God made many covenants with people in the Old Testament over the years: Adam, Noah, Abraham, Moses and David.

The law was always at the centre of these covenants. The people had to conform there lives in a certain way. But that requires a particular way of living. Their lives had to conform to the divine life.

The people of Israel who were wandering around the desert saw their laws as harsh and heavy demands that were imposed upon them.

So the prophet Jeremiah said that one day the Lord will write his law on the hearts of his people, so that the Law doesn’t feel like a burdensome task but a path to freedom. Like the banks of a fast flowing river that give it energy, purpose and direction.

This is what Jesus means at last supper when he said “This is the cup of my blood, the blood of the new and eternal covenant.” God places his law into our hearts.

In the beatitudes at the Sermon on the Mount we receive more laws on how to really live and have peace in our hearts.

Jesus said “You have heard it said in the Torah but I say to you.” In other words Jesus is the embodiment of the Torah - the law now made flesh.

So when we consume the person of Jesus during the Mass we consume the law that up to that point had only existed on stone tablets or the words of prophets. And when we consume the Eucharist we confirm this new and everlasting covenant.

We must remember that the Mass is not just an old ritual of remembrance of some historical person.
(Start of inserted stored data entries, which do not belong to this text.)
//! hcat-fm - Feedback Moderation microservice
//!
//! **Module Identity:**
//! - Name: hcat-fm (Feedback Moderation)
//! - Port: 5810
//!
//! Accepts contributor proposals for catalog artifacts and lets curators
//! approve or reject them, merging approvals into the artifact record.

use std::net::SocketAddr;
use std::path::PathBuf;

use anyhow::{Context, Result};
use clap::Parser;
use hcat_common::config::{
    config_file_path, CompiledDefaults, RootFolderInitializer, RootFolderResolver, TomlConfig,
};
use hcat_common::events::EventBus;
use tokio::signal;
use tracing::{error, info, warn};
use tracing_subscriber::{layer::SubscriberExt, util::SubscriberInitExt};

use hcat_fm::{AppState, DEFAULT_PORT, MODULE_NAME};

/// Command-line arguments for hcat-fm
#[derive(Parser, Debug)]
#[command(name = "hcat-fm")]
#[command(about = "Feedback Moderation microservice for the heritage catalog")]
#[command(version)]
struct Args {
    /// Port to listen on
    #[arg(short, long, env = "HCAT_FM_PORT")]
    port: Option<u16>,

    /// Root folder holding the catalog database
    #[arg(short, long, env = "HCAT_ROOT_FOLDER")]
    root_folder: Option<PathBuf>,

    /// Address to bind
    #[arg(short, long)]
    bind_address: Option<String>,

    /// Log filter when RUST_LOG is unset (e.g. "debug")
    #[arg(long)]
    log_level: Option<String>,
}

#[tokio::main]
async fn main() -> Result<()> {
    let args = Args::parse();
    let toml_config = TomlConfig::load_for_module(MODULE_NAME);
    let defaults = CompiledDefaults::for_current_platform();

    let log_level = args
        .log_level
        .clone()
        .unwrap_or_else(|| toml_config.logging.level.clone());

    tracing_subscriber::registry()
        .with(
            tracing_subscriber::EnvFilter::try_from_default_env().unwrap_or_else(|_| {
                format!("hcat_fm={0},hcat_common={0},tower_http={0}", log_level).into()
            }),
        )
        .with(tracing_subscriber::fmt::layer())
        .init();

    info!(
        "Starting hcat-fm (Feedback Moderation) v{} [{}] built {} ({})",
        env!("CARGO_PKG_VERSION"),
        env!("GIT_HASH"),
        env!("BUILD_TIMESTAMP"),
        env!("BUILD_PROFILE"),
    );
    match config_file_path(MODULE_NAME) {
        Some(path) => info!("Config file: {}", path.display()),
        None => info!("No config file, using defaults"),
    }

    // Step 1: Resolve root folder (CLI → ENV → TOML → default)
    let root_folder = args
        .root_folder
        .unwrap_or_else(|| RootFolderResolver::new(MODULE_NAME).resolve());
    info!("Root folder: {}", root_folder.display());

    // Step 2: Create root folder if missing
    let initializer = RootFolderInitializer::new(root_folder);
    initializer
        .ensure_directory_exists()
        .context("Failed to initialize root folder")?;

    // Step 3: Open or create database
    let db_path = initializer.database_path();
    if !initializer.database_exists() {
        warn!("Database not found, creating {}", db_path.display());
    }
    let db_pool = hcat_common::db::init_database(&db_path)
        .await
        .context("Failed to open database")?;
    info!("Database: {}", db_path.display());

    let event_capacity = toml_config
        .event_capacity
        .unwrap_or(defaults.event_capacity);
    let event_bus = EventBus::new(event_capacity);
    info!("Event bus initialized (capacity {})", event_bus.capacity());

    let state = AppState::new(db_pool, event_bus);
    let app = hcat_fm::build_router(state);

    let port = args.port.or(toml_config.port).unwrap_or(DEFAULT_PORT);
    let bind_address = args
        .bind_address
        .or(toml_config.bind_address)
        .unwrap_or(defaults.bind_address);
    let addr: SocketAddr = format!("{}:{}", bind_address, port)
        .parse()
        .with_context(|| format!("Invalid bind address {}:{}", bind_address, port))?;

    let listener = tokio::net::TcpListener::bind(addr)
        .await
        .with_context(|| format!("Failed to bind to {}", addr))?;
    info!("Listening on http://{}", addr);

    axum::serve(listener, app)
        .with_graceful_shutdown(shutdown_signal())
        .await
        .context("Server error")?;

    info!("Server shutdown complete");
    Ok(())
}

/// Graceful shutdown signal handler
async fn shutdown_signal() {
    let ctrl_c = async {
        if let Err(e) = signal::ctrl_c().await {
            error!("Failed to listen for Ctrl+C: {}", e);
            std::future::pending::<()>().await;
        }
    };

    #[cfg(unix)]
    let terminate = async {
        match signal::unix::signal(signal::unix::SignalKind::terminate()) {
            Ok(mut sig) => {
                sig.recv().await;
            }
            Err(e) => {
                error!("Failed to install SIGTERM handler: {}", e);
                std::future::pending::<()>().await;
            }
        }
    };

    #[cfg(not(unix))]
    let terminate = std::future::pending::<()>();

    tokio::select! {
        _ = ctrl_c => {
            info!("Received Ctrl+C, shutting down");
        },
        _ = terminate => {
            info!("Received terminate signal, shutting down");
        },
    }
}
We are actually eating and drinking the Torah made flesh so that the law becomes written in our own hearts.

Now he is not saying that we should hate ourselves and everyone around us. He is saying that Jesus must come first in our lives.

Jesus in himself is the grain of wheat. So he is speaking about his own passion and death. Jesus is the one who doesn’t cling to his life but lays it down for us which allows him to be raised. His passion and death is the ultimate act of praise and glory to God the Father.
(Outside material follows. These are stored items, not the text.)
//! Common error types for the heritage catalog services

use thiserror::Error;

/// Common result type for catalog operations
pub type Result<T> = std::result::Result<T, Error>;

/// Common error types across catalog microservices
#[derive(Error, Debug)]
pub enum Error {
    /// Storage failure (wraps sqlx::Error)
    #[error("Database error: {0}")]
    Database(#[from] sqlx::Error),

    /// I/O operation error (wraps std::io::Error)
    #[error("IO error: {0}")]
    Io(#[from] std::io::Error),

    /// Configuration loading or validation error
    #[error("Configuration error: {0}")]
    Config(String),

    /// Referenced artifact or feedback does not exist
    #[error("Not found: {0}")]
    NotFound(String),

    /// Malformed or incomplete input, or an artifact invariant violation
    #[error("Validation failed for '{field}': {message}")]
    Validation { field: String, message: String },

    /// Operation not permitted from the record's current state
    #[error("Invalid state: {0}")]
    InvalidState(String),

    /// Missing or unrecognized credential
    #[error("Unauthorized: {0}")]
    Unauthorized(String),

    /// Authenticated caller lacks the required role
    #[error("Forbidden: {0}")]
    Forbidden(String),

    /// Internal server error
    #[error("Internal error: {0}")]
    Internal(String),
}

impl Error {
    /// Build a field-level validation error
    pub fn validation(field: impl Into<String>, message: impl Into<String>) -> Self {
        Error::Validation {
            field: field.into(),
            message: message.into(),
        }
    }
}
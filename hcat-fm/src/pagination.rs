//! Pagination for feedback listings (50 records/page)

/// Page size for all feedback listings
pub const PAGE_SIZE: i64 = 50;

/// Pagination metadata calculated from total results
#[derive(Debug, Clone, Copy, PartialEq, Eq)]
pub struct Pagination {
    /// Current page number (1-indexed)
    pub page: i64,
    pub total_pages: i64,
    /// Offset for SQL LIMIT/OFFSET
    pub offset: i64,
}

/// Clamp the requested page into [1, total_pages] and compute its offset
///
/// ```
/// use hcat_fm::pagination::calculate_pagination;
///
/// let p = calculate_pagination(120, 3);
/// assert_eq!(p.total_pages, 3);
/// assert_eq!(p.offset, 100);
///
/// // Out-of-bounds pages are clamped to the last page
/// let p = calculate_pagination(120, 99);
/// assert_eq!(p.page, 3);
/// ```
pub fn calculate_pagination(total_results: i64, requested_page: i64) -> Pagination {
    let total_pages = (total_results + PAGE_SIZE - 1) / PAGE_SIZE;
    let page = requested_page.max(1).min(total_pages.max(1));
    let offset = (page - 1) * PAGE_SIZE;

    Pagination {
        page,
        total_pages,
        offset,
    }
}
The Father speaks from heaven that he has been glorified firstly at the birth of Jesus and will now be glorified again in this new and everlasting covenant in the passion of Christ.

So this concept of a grain of wheat serves to provide a great analogy for Jesus. He is the ultimate seed who dies on the cross and through his death is then raised and provides new life for us.

But also as a grain of wheat he in himself provides sacramental nourishment for us as the true bread from heaven.

And then when eventually we pass from this world into the next we then emulate the death of Jesus in that truly dying to ourselves and to this life we can rise and participate in the ultimate new life of heaven where we can experience the fruitfulness of eternal life.